TRAGEDIA EN ORIENTE PRÓXIMO
Una sacudida más, esta vez mortífera
El Líbano ha sido escenario de numerosos episodios de violencia y trauma en las últimas décadas, pero la situación actual se enmarca en una crisis multidimensional
Itxaso Domínguez
Coordinadora del Panel de Oriente Próximo y Norte de África en la Fundación Alternativas.
Itxaso Domínguez de Olazábal
La explosión de este martes en el puerto de Beirut fue recibida con comentarios sobre la catástrofe a la que se ve condenado Oriente Próximo, como si de una maldición se tratara. Aunque el Líbano ha sido testigo de numerosos episodios de violencia y trauma, domésticos y regionales, a lo largo de las últimas décadas, la situación actual se enmarca en un contexto específico.
El estallido llega en un momento de crisis multidimensional. El país protagonizaba titulares por la profunda crisis económica a la que se enfrenta su población, que una espectacular devaluación de la moneda empujaba al borde del abismo. Los que podían, emigraban. Los que no, normalizaban no poder sacar dinero del cajero o racionar sus comidas. Algunos perdían la esperanza, otros perseveraban. Todos estaban exhaustos.
Reminiscencias no tan lejanas
En un país en el que las importaciones pueden ser cuestión de vida o muerte, cuyas fronteras terrestres están inhabilitadas por el conflicto, el puerto de Beirut representaba una arteria económica cuya destrucción cronificará insuficiencias ya existentes. La destrucción del mayor silo de grano simboliza la escasez exponencial que está por venir. Muchas infraestructuras básicas no existen o no funcionan.
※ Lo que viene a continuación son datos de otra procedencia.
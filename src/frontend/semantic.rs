//! Semantic Analysis for MiniCS
//!
//! Performs:
//! - Declaration of classes, fields, constants, globals, methods and locals
//! - Type checking of every expression and statement
//! - Control-flow legality (`break`, `return`, `switch`)
//! - Entry-point verification
//!
//! The checker never stops at the first problem. Every violation is pushed
//! into `errors` and the walk continues with `TypeTag::UNKNOWN` standing in for
//! whatever could not be resolved.

use std::collections::HashMap;

use crate::frontend::ast::*;
use crate::frontend::symbol_table::{DeclSite, SymbolKind, SymbolTable};
use crate::stdlib::builtins::{is_readable, is_writable};
use crate::stdlib::Intrinsic;
use crate::types::TypeTag;
use crate::utils::{Error, Span};

// ==================== Configuration ====================

/// Checker settings
#[derive(Debug, Clone, PartialEq, Eq)]
pub struct CheckerConfig {
    /// Name of the required `void Name()` method
    pub entry_point: String,
}

impl Default for CheckerConfig {
    fn default() -> Self {
        Self {
            entry_point: "Main".to_string(),
        }
    }
}

// ==================== Annotations ====================

/// Resolved type of every expression-level node
#[derive(Debug, Clone, Default)]
pub struct TypeAnnotations {
    types: HashMap<NodeId, TypeTag>,
}

impl TypeAnnotations {
    pub fn record(&mut self, id: NodeId, ty: TypeTag) {
        self.types.insert(id, ty);
    }

    pub fn get(&self, id: NodeId) -> Option<TypeTag> {
        self.types.get(&id).copied()
    }

    /// Number of annotated nodes
    pub fn count(&self) -> usize {
        self.types.len()
    }
}

/// Everything the checker hands on to code generation
#[derive(Debug)]
pub struct Analysis {
    pub symbols: SymbolTable,
    pub annotations: TypeAnnotations,
    pub errors: Vec<Error>,
}

impl Analysis {
    pub fn is_ok(&self) -> bool {
        self.errors.is_empty()
    }
}

// ==================== Checker ====================

/// Semantic checker
pub struct SemanticChecker {
    symbols: SymbolTable,
    annotations: TypeAnnotations,
    errors: Vec<Error>,
    config: CheckerConfig,
    loop_depth: u32,
    switch_depth: u32,
    /// Declared return type of the method being checked
    current_return: TypeTag,
    /// Uses of names whose declared type already failed to resolve
    unresolved_uses: usize,
}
Los cortes de electricidad se han convertido en parte de la rutina beirutí, y las imágenes en que doctores operaban a la luz de móviles y velas transportaron a algunos a reminiscencias no tan lejanas. Los aprovisionamientos médicos también escaseaban, y hacen que muchos teman lo peor si la pandemia decide retomar con virulencia.
La crisis en el Líbano también es, por ende, social. La desigualdad había agudizado sus contornos de manera alarmante. El porcentaje de la población bajo el umbral de la pobreza acariciaba antes de la explosión el 50%, cifra seguramente superada a lo largo de las próximas semanas. El país no se ha dotado de un sistema de seguridad social que pudiera mitigar impactos sobrevenidos, y en la mayor parte de ocasiones son redes de aprovisionamiento comunitario las únicas que pueden paliar la escasez y desabastecimiento. Con los riesgos que esto conlleva en términos de clientelismo y dependencia que sigan demarcaciones sectarias.
El covid-19 impuso la suspensión de gran parte de las protestas que desde lo que algunos denominan la 'revolución de octubre' del 2019 reclaman una mejora de las condiciones, como consecuencia de una enmienda a la totalidad del sistema. El malestar que se acumula desde hace años culminó en un levantamiento transversal al que no le bastaban reformas cosméticas y chivos expiatorios. Sus representantes no se achitonaban ante la represión. Exigían que los sospechosos habituales que acaparan formaciones de gobierno y círculos de poder no rehúyan su responsabilidad.
La crisis es sobre todo política. Desde el final de su guerra civil, la arena política libanesa está controlada por antiguos señores de la guerra y sus aliados que se repartieron no sólo el botín de guerra, sino los recursos y población basándose en esquemas sectarios que la colonización francesa impuso sobre el país y las élites perpetuaron en beneficio propio. Lo que algunos denominan 'sectarismo' se alimenta de corrupción y gobernanza deficiente, traducidas en episodios de incompetencia como el que muy seguramente originó la explosión que multiplicará problemas ya existentes y el sufrimiento de decenas de miles. "La incompetencia mata", claman las redes sociales. Quizá contribuya a que sean escuchados los libaneses que llevan meses y años luchando para ponerle remedio. Y a que la solidaridad deje de ser un significante vacío para el país y la comunidad internacional.